** DATA TO USE follows **

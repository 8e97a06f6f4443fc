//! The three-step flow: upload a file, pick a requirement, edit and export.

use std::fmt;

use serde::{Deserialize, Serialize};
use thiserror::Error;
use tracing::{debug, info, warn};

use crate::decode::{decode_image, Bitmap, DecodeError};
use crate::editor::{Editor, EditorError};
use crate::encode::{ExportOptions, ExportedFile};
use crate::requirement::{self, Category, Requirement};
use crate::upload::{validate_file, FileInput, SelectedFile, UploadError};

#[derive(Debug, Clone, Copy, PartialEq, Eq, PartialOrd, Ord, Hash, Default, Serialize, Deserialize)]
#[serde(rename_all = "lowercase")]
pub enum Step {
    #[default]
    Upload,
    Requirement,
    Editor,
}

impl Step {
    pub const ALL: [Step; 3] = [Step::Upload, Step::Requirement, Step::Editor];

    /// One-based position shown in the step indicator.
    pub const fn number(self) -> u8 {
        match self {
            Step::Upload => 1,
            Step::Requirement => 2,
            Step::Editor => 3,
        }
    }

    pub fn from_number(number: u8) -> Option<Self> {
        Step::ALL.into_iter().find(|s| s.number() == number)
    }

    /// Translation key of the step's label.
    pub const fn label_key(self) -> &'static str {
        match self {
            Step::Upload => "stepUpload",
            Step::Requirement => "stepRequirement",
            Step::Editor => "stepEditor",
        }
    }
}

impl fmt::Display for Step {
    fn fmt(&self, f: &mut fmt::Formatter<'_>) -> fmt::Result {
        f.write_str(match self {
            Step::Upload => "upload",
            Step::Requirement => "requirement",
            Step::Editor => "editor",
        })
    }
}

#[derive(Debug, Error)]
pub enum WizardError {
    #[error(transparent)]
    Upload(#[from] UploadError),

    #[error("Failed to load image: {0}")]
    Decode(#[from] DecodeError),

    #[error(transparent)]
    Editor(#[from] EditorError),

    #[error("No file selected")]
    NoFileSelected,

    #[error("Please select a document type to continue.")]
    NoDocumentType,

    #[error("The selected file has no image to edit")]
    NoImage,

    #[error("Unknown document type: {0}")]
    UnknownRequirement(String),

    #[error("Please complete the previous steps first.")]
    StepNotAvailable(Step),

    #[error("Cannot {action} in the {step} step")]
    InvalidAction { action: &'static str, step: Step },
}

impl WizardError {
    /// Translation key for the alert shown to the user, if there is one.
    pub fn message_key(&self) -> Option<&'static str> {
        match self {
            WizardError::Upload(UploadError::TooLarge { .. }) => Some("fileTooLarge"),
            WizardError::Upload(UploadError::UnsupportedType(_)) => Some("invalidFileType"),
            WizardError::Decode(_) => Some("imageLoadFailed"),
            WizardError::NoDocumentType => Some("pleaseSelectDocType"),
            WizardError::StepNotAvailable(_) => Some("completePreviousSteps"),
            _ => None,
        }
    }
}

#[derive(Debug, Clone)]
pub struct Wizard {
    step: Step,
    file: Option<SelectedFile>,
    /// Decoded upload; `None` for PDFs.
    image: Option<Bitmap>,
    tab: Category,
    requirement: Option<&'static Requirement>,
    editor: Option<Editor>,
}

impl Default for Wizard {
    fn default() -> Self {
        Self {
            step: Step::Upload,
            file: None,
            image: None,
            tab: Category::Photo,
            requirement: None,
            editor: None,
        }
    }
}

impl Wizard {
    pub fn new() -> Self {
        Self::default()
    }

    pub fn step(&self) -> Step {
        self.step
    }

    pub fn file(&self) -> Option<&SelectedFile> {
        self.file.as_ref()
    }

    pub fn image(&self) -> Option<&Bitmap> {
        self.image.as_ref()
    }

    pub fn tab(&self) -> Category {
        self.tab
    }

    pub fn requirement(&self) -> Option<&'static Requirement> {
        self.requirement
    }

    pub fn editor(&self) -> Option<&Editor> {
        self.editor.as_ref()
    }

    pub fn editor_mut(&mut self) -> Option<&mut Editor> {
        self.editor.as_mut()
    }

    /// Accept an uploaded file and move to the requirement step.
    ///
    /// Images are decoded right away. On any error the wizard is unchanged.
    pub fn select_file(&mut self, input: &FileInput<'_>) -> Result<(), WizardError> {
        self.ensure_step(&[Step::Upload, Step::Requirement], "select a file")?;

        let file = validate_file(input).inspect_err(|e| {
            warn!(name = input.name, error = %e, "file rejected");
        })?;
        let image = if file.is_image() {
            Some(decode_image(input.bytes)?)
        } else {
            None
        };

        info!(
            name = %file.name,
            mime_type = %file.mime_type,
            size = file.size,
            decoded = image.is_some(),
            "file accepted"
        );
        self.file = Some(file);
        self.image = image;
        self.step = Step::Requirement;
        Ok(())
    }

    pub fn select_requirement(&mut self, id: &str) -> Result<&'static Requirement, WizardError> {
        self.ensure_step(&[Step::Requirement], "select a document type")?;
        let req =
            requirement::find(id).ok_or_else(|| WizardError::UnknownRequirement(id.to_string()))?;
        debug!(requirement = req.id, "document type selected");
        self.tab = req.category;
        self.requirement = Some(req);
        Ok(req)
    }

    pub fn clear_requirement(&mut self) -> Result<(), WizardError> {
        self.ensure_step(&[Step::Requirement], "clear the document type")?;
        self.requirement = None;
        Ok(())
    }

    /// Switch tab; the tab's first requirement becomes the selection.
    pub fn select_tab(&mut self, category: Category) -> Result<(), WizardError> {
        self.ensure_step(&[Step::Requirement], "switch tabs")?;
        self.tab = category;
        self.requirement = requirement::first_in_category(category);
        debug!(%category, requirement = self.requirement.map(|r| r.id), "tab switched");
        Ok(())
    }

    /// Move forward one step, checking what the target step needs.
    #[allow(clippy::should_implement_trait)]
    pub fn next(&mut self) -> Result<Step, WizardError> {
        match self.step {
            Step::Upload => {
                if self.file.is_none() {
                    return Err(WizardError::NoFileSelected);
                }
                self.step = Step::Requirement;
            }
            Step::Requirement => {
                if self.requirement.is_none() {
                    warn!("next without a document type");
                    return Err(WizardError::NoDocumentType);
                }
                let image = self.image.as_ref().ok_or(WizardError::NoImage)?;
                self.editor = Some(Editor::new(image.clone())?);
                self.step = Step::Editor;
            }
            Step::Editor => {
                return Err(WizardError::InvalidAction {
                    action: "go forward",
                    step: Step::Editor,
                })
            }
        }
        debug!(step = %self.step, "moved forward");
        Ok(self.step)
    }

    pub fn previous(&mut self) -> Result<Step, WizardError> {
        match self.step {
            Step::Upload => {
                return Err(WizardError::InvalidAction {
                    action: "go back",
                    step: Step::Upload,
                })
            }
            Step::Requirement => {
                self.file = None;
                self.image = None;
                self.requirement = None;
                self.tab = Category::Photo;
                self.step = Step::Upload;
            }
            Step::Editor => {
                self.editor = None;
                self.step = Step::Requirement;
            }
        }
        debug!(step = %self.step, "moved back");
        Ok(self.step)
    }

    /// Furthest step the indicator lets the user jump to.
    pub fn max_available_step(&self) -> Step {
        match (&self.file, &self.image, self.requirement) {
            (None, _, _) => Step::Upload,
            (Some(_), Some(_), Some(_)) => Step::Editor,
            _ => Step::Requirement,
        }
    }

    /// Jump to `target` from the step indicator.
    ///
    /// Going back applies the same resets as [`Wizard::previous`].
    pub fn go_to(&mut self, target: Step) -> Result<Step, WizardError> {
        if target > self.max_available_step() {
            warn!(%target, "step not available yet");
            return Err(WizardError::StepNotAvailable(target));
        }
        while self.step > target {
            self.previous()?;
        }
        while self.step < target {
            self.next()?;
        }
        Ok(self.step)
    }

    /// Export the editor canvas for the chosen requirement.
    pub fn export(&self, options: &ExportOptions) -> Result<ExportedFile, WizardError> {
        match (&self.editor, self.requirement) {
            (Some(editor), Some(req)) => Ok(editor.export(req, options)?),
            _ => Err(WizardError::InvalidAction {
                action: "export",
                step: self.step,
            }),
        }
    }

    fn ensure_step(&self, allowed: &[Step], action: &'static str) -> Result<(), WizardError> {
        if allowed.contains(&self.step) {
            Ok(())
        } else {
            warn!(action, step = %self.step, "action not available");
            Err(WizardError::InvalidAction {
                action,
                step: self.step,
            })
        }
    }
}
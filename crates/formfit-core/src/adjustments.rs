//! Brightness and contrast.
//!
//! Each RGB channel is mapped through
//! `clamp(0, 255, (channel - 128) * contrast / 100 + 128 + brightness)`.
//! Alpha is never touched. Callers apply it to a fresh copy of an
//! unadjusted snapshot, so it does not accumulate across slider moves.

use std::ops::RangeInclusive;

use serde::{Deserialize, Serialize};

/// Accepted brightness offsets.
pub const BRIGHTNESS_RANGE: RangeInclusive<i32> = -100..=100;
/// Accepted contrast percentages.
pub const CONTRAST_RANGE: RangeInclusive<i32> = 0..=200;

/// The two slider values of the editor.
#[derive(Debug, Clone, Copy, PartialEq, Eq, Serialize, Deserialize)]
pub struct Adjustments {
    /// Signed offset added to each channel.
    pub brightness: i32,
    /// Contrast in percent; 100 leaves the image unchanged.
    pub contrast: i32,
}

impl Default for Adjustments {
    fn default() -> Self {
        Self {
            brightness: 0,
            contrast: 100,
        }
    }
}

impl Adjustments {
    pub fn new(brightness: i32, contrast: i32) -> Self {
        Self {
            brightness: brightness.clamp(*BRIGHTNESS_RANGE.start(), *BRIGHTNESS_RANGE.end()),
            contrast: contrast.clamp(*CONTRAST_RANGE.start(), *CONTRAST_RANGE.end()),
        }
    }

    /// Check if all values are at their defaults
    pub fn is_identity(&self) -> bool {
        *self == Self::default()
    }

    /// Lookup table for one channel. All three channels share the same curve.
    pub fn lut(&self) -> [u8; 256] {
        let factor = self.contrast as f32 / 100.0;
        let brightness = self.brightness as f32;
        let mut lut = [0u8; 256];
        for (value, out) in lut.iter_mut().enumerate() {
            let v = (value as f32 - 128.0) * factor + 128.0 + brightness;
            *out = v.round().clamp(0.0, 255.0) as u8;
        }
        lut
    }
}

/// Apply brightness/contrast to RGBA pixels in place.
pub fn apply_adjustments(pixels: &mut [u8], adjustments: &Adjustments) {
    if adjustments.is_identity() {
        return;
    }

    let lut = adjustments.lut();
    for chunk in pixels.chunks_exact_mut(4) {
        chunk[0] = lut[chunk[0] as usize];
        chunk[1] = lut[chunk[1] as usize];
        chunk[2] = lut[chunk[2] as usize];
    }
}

** End of DATA TO USE **

**DIRECTIONS FOR THIS TASK**
Only the count, no other text: how many lines in the listing above hold "three"?

**EXERCISE RESULT**
2